Dental surgery is any of a number of medical procedures that involve artificially modifying dentition; in other words, surgery of the teeth, gums and jaw bones.

Types

Some of the more common are:

 Endodontic (surgery involving the pulp or root of the tooth)
 Root canal treatment
 Pulpotomy — the opening of the pulp chamber of the tooth to allow an infection to drain; usually a precursor to a root canal
 Pulpectomy — the removal of the pulp from the pulp chamber to temporarily relieve pain; usually a precursor to a root canal
 Apicoectomy — a root-end resection.  Occasionally a root canal alone is enough to relieve pain and the end of the tooth, called the apex, is removed by entering through the gingiva and surgically extracting the diseased material.
 Prosthodontics (dental prosthetics)
 Crown (caps) — artificial covering of a tooth made from a variety of biocompatible materials, including CMC/PMC (ceramic/porcelain metal composite), gold or a tin/aluminum mixture.  The underlying tooth must be reshaped to accommodate these fixed restorations 
 Veneers — artificial coverings similar to above, except that they only cover the forward (labial or buccal) surface of the tooth.
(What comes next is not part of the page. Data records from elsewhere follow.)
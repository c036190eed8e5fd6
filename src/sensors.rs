//! Acquisition boundary.
//!
//! Hardware drivers live outside this crate; they plug in through
//! [`ImuSource`] and [`GpsSource`]. When nothing is attached the simulated
//! sources below stand in, the same way the mock readers do on a desktop.

use serde::{Deserialize, Serialize};
use tokio::sync::watch;
use tokio::time::{interval, sleep, Duration, MissedTickBehavior};

use crate::error::{AttitudeError, AttitudeResult};
use crate::restart_manager::{RestartState, DEFAULT_MAX_COOLDOWN};
use crate::types::{GpsFix, ImuReading};

pub const STANDARD_PRESSURE_HPA: f64 = 1013.25;

/// Calibrated IMU read (accel in g, gyro in deg/s, mag in body axes).
pub trait ImuSource: Send {
    fn read(&mut self) -> AttitudeResult<ImuReading>;
}

/// Raw NMEA sentences from a GPS receiver. `Ok(None)` means the UART had
/// nothing buffered this poll.
pub trait GpsSource: Send {
    fn read_sentence(&mut self) -> AttitudeResult<Option<String>>;
}

/// The magnetometer is mounted rotated relative to the IMU:
/// body = (raw_y, raw_z, -raw_x).
pub fn remap_mag_axes(raw: [f64; 3]) -> [f64; 3] {
    [raw[1], raw[2], -raw[0]]
}

// ─── Simulated IMU ───────────────────────────────────────────────────────────

/// Vehicle sitting level and yawing at a constant rate.
pub struct SimulatedImu {
    yaw_rate_dps: f64,
    sample_period: f64,
    with_mag: bool,
    fail_every: Option<u64>,
    reads: u64,
}

impl SimulatedImu {
    pub fn new(yaw_rate_dps: f64, sample_period: f64) -> Self {
        Self {
            yaw_rate_dps,
            sample_period,
            with_mag: true,
            fail_every: None,
            reads: 0,
        }
    }

    pub fn without_mag(mut self) -> Self {
        self.with_mag = false;
        self
    }

    /// Every `n`-th read fails with a sensor error (`n = 0` disables).
    pub fn failing_every(mut self, n: u64) -> Self {
        self.fail_every = if n == 0 { None } else { Some(n) };
        self
    }

    pub fn reads(&self) -> u64 {
        self.reads
    }
}

impl ImuSource for SimulatedImu {
    fn read(&mut self) -> AttitudeResult<ImuReading> {
        self.reads += 1;
        if let Some(n) = self.fail_every {
            if self.reads % n == 0 {
                return Err(AttitudeError::Sensor(format!(
                    "simulated bus error on read {}",
                    self.reads
                )));
            }
        }

        let t = self.reads as f64 * self.sample_period;
        let yaw = (self.yaw_rate_dps * t).to_radians();
        // Small vibration so the deadband has something to suppress
        let jitter = 0.01 * (t * 40.0).sin();

        let mag = if self.with_mag {
            // North seen from the body, expressed in the raw sensor frame
            let body = [yaw.cos(), -yaw.sin(), 0.0];
            Some(remap_mag_axes([-body[2], body[0], body[1]]))
        } else {
            None
        };

        Ok(ImuReading {
            accel: [0.002 * jitter, -0.002 * jitter, 1.0],
            gyro: [jitter, -jitter, self.yaw_rate_dps],
            mag,
            temperature: 21.5 + 0.5 * (t * 0.1).sin(),
            pressure_hpa: STANDARD_PRESSURE_HPA - 0.05 * t,
        })
    }
}

// ─── NMEA ────────────────────────────────────────────────────────────────────

#[derive(Clone, Debug, PartialEq, Serialize, Deserialize)]
pub enum NmeaSentence {
    /// Fix data; `valid` is false when the receiver reports no fix
    Gga(GpsFix),
    /// Recommended minimum; position only
    Rmc {
        latitude: f64,
        longitude: f64,
        speed_knots: f64,
        valid: bool,
    },
    Other(String),
}

/// "ddmm.mmmm" / "dddmm.mmmm" plus hemisphere to signed decimal degrees.
pub fn nmea_to_degrees(value: &str, hemisphere: &str) -> Option<f64> {
    let dot = value.find('.').unwrap_or(value.len());
    if dot < 3 {
        return None;
    }
    let degrees: f64 = value.get(..dot - 2)?.parse().ok()?;
    let minutes: f64 = value.get(dot - 2..)?.parse().ok()?;
    let decimal = degrees + minutes / 60.0;
    match hemisphere {
        "S" | "W" => Some(-decimal),
        _ => Some(decimal),
    }
}

fn verify_checksum(line: &str) -> AttitudeResult<&str> {
    let body = line
        .strip_prefix('$')
        .ok_or_else(|| AttitudeError::InvalidInput(format!("not an NMEA sentence: {}", line)))?;
    let (payload, checksum) = match body.split_once('*') {
        Some((payload, checksum)) => (payload, Some(checksum)),
        None => (body, None),
    };
    if let Some(expected) = checksum {
        let expected = u8::from_str_radix(expected.trim(), 16)
            .map_err(|_| AttitudeError::InvalidInput(format!("bad checksum field: {}", line)))?;
        let actual = payload.bytes().fold(0u8, |acc, b| acc ^ b);
        if actual != expected {
            return Err(AttitudeError::InvalidInput(format!(
                "checksum mismatch: expected {:02X}, got {:02X}",
                expected, actual
            )));
        }
    }
    Ok(payload)
}

pub fn parse_nmea(line: &str) -> AttitudeResult<NmeaSentence> {
    let payload = verify_checksum(line.trim())?;
    let parts: Vec<&str> = payload.split(',').collect();
    let kind = parts[0];
    let field = |i: usize| parts.get(i).copied().unwrap_or("");

    if kind.ends_with("GGA") {
        if parts.len() < 10 {
            return Err(AttitudeError::InvalidInput(format!(
                "GGA sentence has {} fields",
                parts.len()
            )));
        }
        let quality = field(6);
        let position = nmea_to_degrees(field(2), field(3)).zip(nmea_to_degrees(field(4), field(5)));
        let fix = match position {
            Some((latitude, longitude)) if !quality.is_empty() && quality != "0" => GpsFix {
                latitude,
                longitude,
                altitude: field(9).parse().unwrap_or(0.0),
                satellites: field(7).parse().unwrap_or(0),
                valid: true,
            },
            _ => GpsFix::default(),
        };
        return Ok(NmeaSentence::Gga(fix));
    }

    if kind.ends_with("RMC") {
        let position = nmea_to_degrees(field(3), field(4)).zip(nmea_to_degrees(field(5), field(6)));
        let (latitude, longitude) = position.unwrap_or((0.0, 0.0));
        return Ok(NmeaSentence::Rmc {
            latitude,
            longitude,
            speed_knots: field(7).parse().unwrap_or(0.0),
            valid: field(2) == "A" && position.is_some(),
        });
    }

    Ok(NmeaSentence::Other(kind.to_string()))
}

fn format_nmea(payload: &str) -> String {
    let checksum = payload.bytes().fold(0u8, |acc, b| acc ^ b);
    format!("${}*{:02X}", payload, checksum)
}

fn degrees_to_nmea(value: f64, degree_digits: usize) -> String {
    let abs = value.abs();
    let degrees = abs.trunc();
    let minutes = (abs - degrees) * 60.0;
    format!("{:0width$}{:07.4}", degrees as u32, minutes, width = degree_digits)
}

// ─── Simulated GPS ───────────────────────────────────────────────────────────

/// Emits checksummed GGA sentences drifting slowly north-east. Every
/// `no_fix_every`-th sentence reports no fix.
pub struct SimulatedGps {
    latitude: f64,
    longitude: f64,
    altitude: f64,
    no_fix_every: Option<u64>,
    sentences: u64,
}

impl SimulatedGps {
    pub fn new(latitude: f64, longitude: f64, altitude: f64) -> Self {
        Self {
            latitude,
            longitude,
            altitude,
            no_fix_every: None,
            sentences: 0,
        }
    }

    pub fn dropping_fix_every(mut self, n: u64) -> Self {
        self.no_fix_every = if n == 0 { None } else { Some(n) };
        self
    }
}

impl GpsSource for SimulatedGps {
    fn read_sentence(&mut self) -> AttitudeResult<Option<String>> {
        self.sentences += 1;
        let seq = self.sentences as f64;
        let lat = self.latitude + seq * 1e-6;
        let lon = self.longitude + seq * 1e-6;
        let alt = self.altitude + 0.1 * seq;

        let no_fix = self.no_fix_every.map(|n| self.sentences % n == 0).unwrap_or(false);
        let payload = if no_fix {
            "GPGGA,120000.00,,,,,0,00,99.9,,M,,M,,".to_string()
        } else {
            format!(
                "GPGGA,120000.00,{},{},{},{},1,08,0.9,{:.1},M,0.0,M,,",
                degrees_to_nmea(lat, 2),
                if lat >= 0.0 { "N" } else { "S" },
                degrees_to_nmea(lon, 3),
                if lon >= 0.0 { "E" } else { "W" },
                alt
            )
        };
        Ok(Some(format_nmea(&payload)))
    }
}

// ─── GPS task ────────────────────────────────────────────────────────────────

#[derive(Clone, Debug)]
pub struct GpsTaskReport {
    pub sentences: u64,
    pub valid_fixes: u64,
    pub restart: RestartState,
}

/// Poll `source` every `period`, publish each valid GGA fix through `tx`.
///
/// Invalid fixes and other sentence types never overwrite the published fix.
/// Runs until `shutdown` flips to true or its sender goes away.
pub async fn gps_loop<S: GpsSource>(
    mut source: S,
    period: Duration,
    backoff: Duration,
    tx: watch::Sender<GpsFix>,
    mut shutdown: watch::Receiver<bool>,
) -> GpsTaskReport {
    let mut ticker = interval(period);
    ticker.set_missed_tick_behavior(MissedTickBehavior::Delay);
    let mut restart = RestartState::new("gps", backoff, DEFAULT_MAX_COOLDOWN);
    let mut sentences = 0u64;
    let mut valid_fixes = 0u64;

    loop {
        tokio::select! {
            _ = ticker.tick() => {}
            changed = shutdown.changed() => {
                if changed.is_err() || *shutdown.borrow() {
                    break;
                }
                continue;
            }
        }

        let result = source.read_sentence().and_then(|line| match line {
            Some(line) => parse_nmea(&line).map(Some),
            None => Ok(None),
        });

        match result {
            Ok(Some(NmeaSentence::Gga(fix))) => {
                sentences += 1;
                if fix.valid {
                    valid_fixes += 1;
                    log::debug!(
                        "[gps] fix {:.6}, {:.6} alt {:.1} m, {} sats",
                        fix.latitude,
                        fix.longitude,
                        fix.altitude,
                        fix.satellites
                    );
                    tx.send_replace(fix);
                }
                restart.record_success();
            }
            Ok(Some(_)) => {
                sentences += 1;
                restart.record_success();
            }
            Ok(None) => restart.record_success(),
            Err(e) => {
                let wait = restart.record_failure(&e.to_string());
                tokio::select! {
                    _ = sleep(wait) => {}
                    _ = shutdown.changed() => {}
                }
                if *shutdown.borrow() {
                    break;
                }
            }
        }
    }

    log::info!("[gps] stopped after {} sentences, {} valid fixes", sentences, valid_fixes);
    GpsTaskReport {
        sentences,
        valid_fixes,
        restart,
    }
}
//! Linear algebra type system for the attitude filters
//!
//! Provides compile-time dimension checking and clean type aliases
//! for the per-axis Kalman filters and the bias-compensating filter.

use nalgebra::{Matrix3, RowVector2, SMatrix, SVector, Vector3};

// ===== State Dimensions =====
pub const KALMAN_STATE_DIM: usize = 2; // [angle, rate]
pub const BIAS_STATE_DIM: usize = 6; // [attitude error (3), gyro bias (3)]

// ===== Measurement Dimensions =====
pub const VECTOR_DIM: usize = 3; // accel, gyro, mag
pub const RESIDUAL_DIM: usize = 6; // gravity (3) + horizontal reference (3)

pub type Vec3 = Vector3<f64>;
pub type RotationMatrix = Matrix3<f64>;

// ===== Per-axis Kalman Types =====
pub type KalmanStateVec = SVector<f64, KALMAN_STATE_DIM>;
pub type KalmanCovMat = SMatrix<f64, KALMAN_STATE_DIM, KALMAN_STATE_DIM>;
pub type KalmanObservation = RowVector2<f64>; // 1×2
pub type KalmanGain = SVector<f64, KALMAN_STATE_DIM>; // 2×1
Usually for aesthetic purposes only.
 Bridge — a fixed prothesis in which two or more crowns are connected together, which replace a missing tooth or teeth through a bridge.  Typically used after an extraction.
 Implant — a procedure in which a titanium implant is surgically placed in the bone (mandible or maxilla), allowed to heal, and 4–6 months later an artificial tooth is connected to the implant by cement or retained by a screw.
 Dentures (false teeth) — a partial or complete set of dentition which either attach to neighboring teeth by use of metal or plastic grasps or to the gingival or palatal surface by use of adhesive.
 Implant-supported prosthesis — a combination of dentures and implants; bases are placed into the bone, allowed to heal, and metal appliances are fixed to the gingival surface, following which dentures are placed atop and fixed into place.
 Orthodontic treatment
 Implants and implant-supported prosthesis — also an orthodontic treatment as it involves bones
 Apicoectomy — also an orthodontic treatment as part of the underlying bone structure must be removed
 Extraction — a procedure in which a diseased, redundant, or problematic tooth is removed, either by pulling or cutting out.  This procedure can be done under local or general anesthesia and is very common — many people have their wisdom teeth removed before they become problematic.
Fiberotomy — a procedure to sever the fibers around a tooth, preventing it from relapsing
Periodontics
Oral and maxillofacial surgery (a surgical specialty that usually requires both dental and medical qualification)

Professional dental care

More frequent than usual cleaning and examination may be necessary during the treatment of many different dental/oral disorders or due to recent surgical procedures such as dental implants. The American Dental Association (ADA) stresses that the frequency of dental visits necessary is dependent upon the needs of each individual with some able to go once or twice a year and others needing to go more often. This may include yearly, select dental X-rays. See also dental plaque identification procedure and removal.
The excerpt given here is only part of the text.